31. Estimate that, in 1996, per capita expenditure on medical and diagnostic laboratory services was about $64. • Per capita expenditure on new medical and diagnostic laboratory services (those introduced since 1982) was probably much lower. Suppose that half of total expenditure on medical and diagnostic laboratory services was expenditure on new services, i.e. per capita expenditure on new laboratory services was $32. • By spending the hypothetical $32 per year on new laboratory services, the average person’s probability of being unable to perform a major activity is reduced by 1.7 percentage points. The net benefit of laboratory innovation is positive as long as the value of being able to perform a major activity is at least $1882 (= $32 / 1.7%). • In 1996, average annual employee compensation (including fringe benefits) was about $34,000/year.
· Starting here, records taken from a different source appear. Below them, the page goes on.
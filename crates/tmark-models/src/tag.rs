//! User tags: categories and labels.

use chrono::{DateTime, Utc};
use schemars::JsonSchema;
use serde::{Deserialize, Serialize};
use thiserror::Error;
use uuid::Uuid;

/// Maximum tag name length.
pub const TAG_NAME_MAX: usize = 100;

/// A per-user tag.
///
/// `is_video_type = true` makes this a category: a video carries at most one
/// category tag. Label tags (`is_video_type = false`) are unbounded.
#[derive(Debug, Clone, Serialize, Deserialize, JsonSchema)]
pub struct Tag {
    pub id: Uuid,
    pub user_id: String,
    pub name: String,
    /// Hex color, `#rrggbb`
    pub color: String,
    pub is_video_type: bool,
    /// Field schema applied to videos carrying this tag
    #[serde(skip_serializing_if = "Option::is_none")]
    pub schema_id: Option<Uuid>,
    pub created_at: DateTime<Utc>,
}

#[derive(Debug, Clone, PartialEq, Eq, Error)]
pub enum TagValidationError {
    #[error("tag name must be 1-{TAG_NAME_MAX} characters")]
    InvalidName,
    #[error("tag color must be a hex color like #1a2b3c")]
    InvalidColor,
}

/// Validate a tag name (1-100 characters after trimming).
pub fn validate_tag_name(name: &str) -> Result<(), TagValidationError> {
    let trimmed = name.trim();
    if trimmed.is_empty() || trimmed.chars().count() > TAG_NAME_MAX {
        return Err(TagValidationError::InvalidName);
    }
    Ok(())
}

/// Validate a `#rrggbb` hex color.
pub fn validate_hex_color(color: &str) -> bool {
    let Some(hex) = color.strip_prefix('#') else {
        return false;
    };
    hex.len() == 6 && hex.bytes().all(|b| b.is_ascii_hexdigit())
}

#[cfg(test)]
mod tests {
    use super::*;

    #[test]
    fn name_bounds() {
        assert!(validate_tag_name("Python").is_ok());
        assert!(validate_tag_name("").is_err());
        assert!(validate_tag_name("   ").is_err());
        assert!(validate_tag_name(&"x".repeat(100)).is_ok());
        assert!(validate_tag_name(&"x".repeat(101)).is_err());
    }

    #[test]
    fn hex_colors() {
        assert!(validate_hex_color("#1a2b3c"));
        assert!(validate_hex_color("#ABCDEF"));
        assert!(!validate_hex_color("1a2b3c"));
        assert!(!validate_hex_color("#1a2b3"));
        assert!(!validate_hex_color("#1a2b3g"));
    }
}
Moreover, reduced activity limitations increase the value of each hour of leisure time as well as the amount of time people can work.

32. Summary Longevity • Overall, both laboratory and pharmaceutical innovation have increased longevity, but they have done so in different (complementary) ways. • Laboratory innovations have primarily reduced the risk of dying before the age of 65. • Pharmaceutical innovations have primarily extended the lives of older people. • Evidence about the age distribution of laboratory procedure and pharmaceutical utilization was consistent with these findings. • Laboratory innovation is estimated to have increased mean age at death by 0.44 years during the period 1979-1998. • This represents about 12% of the total increase in mean age at death (3.57 years) during the period. • An upper-bound estimate of the cost per life-year gained from laboratory innovation is well below the cost-effectiveness thresholds proposed by most medical decision-makers.

33. Summary Activity limitations and disability days • Laboratory and pharmaceutical innovation both reduced activity limitations and disability days. • Both types of innovation were estimated to reduce the number of people who were unable to perform major activities by about 2.1% per year. • In the absence of laboratory innovation during 1982-1996, the probability of being unable to perform one’s major activity would have been 1.7 percentage points higher in 1996—6.4% rather than 4.7%. • The value of the reduction in disability attributable to laboratory innovation appears to exceed expenditure on new laboratory procedures by a substantial margin.